Why does this code work? - http://jsfiddle.net/Mq9Ap/1/

$(function() {

    function outer() {
        var counter = 0;
        function inner() {
            alert(counter);
            counter++;
        }
        return inner;
    }

    var x = outer(); // As we're calling outer here, x is a reference to inner 
    x(); // alerts 0
    x(); // alerts 1

});

But it only runs once if i change return inner to return inner()

Edit:

I've confused the intent of my question by mentioning parenthesis. I'm still confused how the inner function is called at all as x() only points to the outer function.

Does the compiler know it should invoke a function if the return value is a pointer to a function?

Answer 1

I think I've cracked it; my confusion was not so much return inner; but it was:

var x = outer();

I now understand that x holds the return value of outer because of the () invocation which is a function reference to b, so if we now add another () around this returned value, it then invokes that referenced inner function, similar to outer()();

function outer() {
    var counter = 0;
    function inner() {
        console.log(counter);
        counter++;
    }
    return inner;
}

outer()();
outer()();
outer()();

//output
0
0
0

var x = outer(); 
x();
x();
x();

//output
0
1
2

The last section var x works because the outer has been invoked with outer(). When the inner is then called with x(); each time, the counter is already on the stack so the inner function sees it as a static var...i presume.

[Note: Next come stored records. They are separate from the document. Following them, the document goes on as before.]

//! Exact Gaussian likelihood of a stationary ARMA process.
//!
//! The zero-mean process `x_t = Σ φ_k x_{t-k} + e_t + Σ θ_k e_{t-k}` is written in
//! state-space form with state dimension `r = max(p, q + 1)`:
//!
//! ```text
//! x_t     = Z α_t
//! α_{t+1} = T α_t + R e_{t+1}
//! ```
//!
//! `T` is the companion matrix of `φ`, `R = (1, θ_1, …, θ_{r-1})'` and
//! `Z = (1, 0, …, 0)`. The filter starts from the stationary distribution and
//! yields one-step innovations `v_t` with variance `σ² F_t`. The innovation
//! variance `σ²` is concentrated out.

use std::f64::consts::PI;

/// Covariance change below which the filter is treated as converged.
const STEADY_STATE_TOL: f64 = 1e-11;
/// Upper bound on doubling steps for the stationary covariance.
const MAX_DOUBLINGS: usize = 64;

/// Prediction-error decomposition of a filtered series, in units of `σ²`.
#[derive(Debug, Clone, PartialEq)]
pub struct Innovations {
    /// `Σ v_t² / F_t`
    pub weighted_sum_of_squares: f64,
    /// `Σ ln F_t`
    pub log_determinant: f64,
    pub observations: usize,
}

impl Innovations {
    /// Maximum-likelihood innovation variance.
    pub fn sigma2(&self) -> f64 {
        self.weighted_sum_of_squares / self.observations as f64
    }

    /// Exact log-likelihood at the concentrated variance.
    pub fn log_likelihood(&self) -> f64 {
        let n = self.observations as f64;
        -0.5 * (n * ((2.0 * PI).ln() + 1.0 + self.sigma2().ln()) + self.log_determinant)
    }

    /// `-2 ln L` without its constant terms.
    pub fn deviance(&self) -> f64 {
        let n = self.observations as f64;
        n * self.sigma2().ln() + self.log_determinant
    }
}

/// Run the Kalman filter over `x` for the given AR (`φ`) and MA (`θ`) coefficients.
///
/// Returns `None` for an empty series, a non-stationary AR part or a numerically
/// degenerate filter.
pub fn arma_innovations(x: &[f64], ar: &[f64], ma: &[f64]) -> Option<Innovations> {
    if x.is_empty() {
        return None;
    }
    let r = ar.len().max(ma.len() + 1);
    let phi: Vec<f64> = (0..r).map(|i| ar.get(i).copied().unwrap_or(0.0)).collect();
    let loading: Vec<f64> = (0..r)
        .map(|i| if i == 0 { 1.0 } else { ma.get(i - 1).copied().unwrap_or(0.0) })
        .collect();
    let noise: Vec<f64> = (0..r * r)
        .map(|idx| loading[idx / r] * loading[idx % r])
        .collect();

    let mut cov = stationary_covariance(&phi, &noise, r)?;
    let mut state = vec![0.0; r];
    let mut weighted_sum_of_squares = 0.0;
    let mut log_determinant = 0.0;
    let mut steady = false;

    for &obs in x {
        let f = cov[0];
        if !f.is_finite() || f <= 0.0 {
            return None;
        }
        let v = obs - state[0];
        weighted_sum_of_squares += v * v / f;
        log_determinant += f.ln();

        let gain: Vec<f64> = (0..r).map(|i| cov[i * r] / f).collect();
        for (s, k) in state.iter_mut().zip(&gain) {
            *s += k * v;
        }
        state = companion_apply(&phi, &state);

        if !steady {
            let mut updated = cov.clone();
            for i in 0..r {
                for j in 0..r {
                    updated[i * r + j] -= gain[i] * cov[j];
                }
            }
            let mut next = companion_sandwich(&phi, &updated, r);
            for (n, q) in next.iter_mut().zip(&noise) {
                *n += q;
            }
            steady = next
                .iter()
                .zip(&cov)
                .all(|(a, b)| (a - b).abs() < STEADY_STATE_TOL);
            cov = next;
        }
    }

    (weighted_sum_of_squares.is_finite() && log_determinant.is_finite()).then_some(Innovations {
        weighted_sum_of_squares,
        log_determinant,
        observations: x.len(),
    })
}

/// `T a` for the companion matrix of `phi`.
fn companion_apply(phi: &[f64], a: &[f64]) -> Vec<f64> {
    let r = phi.len();
    (0..r)
        .map(|i| phi[i] * a[0] + if i + 1 < r { a[i + 1] } else { 0.0 })
        .collect()
}

/// `T M` for a row-major `r × r` matrix `M`.
fn companion_left(phi: &[f64], m: &[f64], r: usize) -> Vec<f64> {
    let mut out = vec![0.0; r * r];
    for i in 0..r {
        for j in 0..r {
            let shifted = if i + 1 < r { m[(i + 1) * r + j] } else { 0.0 };
            out[i * r + j] = phi[i] * m[j] + shifted;
        }
    }
    out
}

/// `T M T'`, using `T M T' = (T (T M)')'`.
fn companion_sandwich(phi: &[f64], m: &[f64], r: usize) -> Vec<f64> {
    let left = companion_left(phi, m, r);
    transpose(&companion_left(phi, &transpose(&left, r), r), r)
}

fn transpose(m: &[f64], r: usize) -> Vec<f64> {
    (0..r * r).map(|idx| m[(idx % r) * r + idx / r]).collect()
}

fn mat_mul(a: &[f64], b: &[f64], r: usize) -> Vec<f64> {
    let mut out = vec![0.0; r * r];
    for i in 0..r {
        for k in 0..r {
            let aik = a[i * r + k];
            if aik == 0.0 {
                continue;
            }
            for j in 0..r {
                out[i * r + j] += aik * b[k * r + j];
            }
        }
    }
    out
}

/// Solve `P = T P T' + Q` by doubling: `P = Σ_k T^k Q T'^k`.
fn stationary_covariance(phi: &[f64], noise: &[f64], r: usize) -> Option<Vec<f64>> {
    let mut power: Vec<f64> = (0..r * r)
        .map(|idx| {
            let (i, j) = (idx / r, idx % r);
            if j == 0 {
                phi[i]
            } else if j == i + 1 {
                1.0
            } else {
                0.0
            }
        })
        .collect();
    let mut cov = noise.to_vec();

    for _ in 0..MAX_DOUBLINGS {
        let spread = mat_mul(&mat_mul(&power, &cov, r), &transpose(&power, r), r);
        for (c, s) in cov.iter_mut().zip(&spread) {
            *c += s;
        }
        power = mat_mul(&power, &power, r);

        if cov.iter().chain(&power).any(|v| !v.is_finite()) {
            return None;
        }
        if power.iter().all(|v| v.abs() < 1e-15) {
            return Some(cov);
        }
    }
    None
}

Confusing stuff this javascript :(

Edit:

Another eureka moment - I realised that outer()(); doesn't work because each time the first outer() is called, it creates a new function context and var counter is initialised each time on the stack and when the second invocation is called, the counter will always be set to zero.

The x = outer(); keeps the counter value from previous function calls, because the function context is saved in x and var counter is only initialised once so it's never reset.

Answer 2

It is the fact of what you return.

return inner(); actually call the inner function and get the result. That result will be returned. Since inner function does not return anything explicitly, by default it returns undefined. Now x is undefined. You cannot make call on undefined x.

return inner; actually returns reference to inner function. So now x is reference to a function. You can execute x() which will actually invoke inner closure function.

Answer 3

When you do return inner();, you are actually invoking inner and returning the return value , which in this case is undefined since nothing is actually returned. This will then result in an error because undefined is not a function (when you try to call it by doing x()).

When you do return inner;, you are actually returning a reference to the inner function.

Answer 4

return inner returns the inner function. This can then be called.

return inner() immediately runs the inner function (alerting 0), then returns its return value (undefined). You then get an error that undefined is not a function (when x() tries to call it).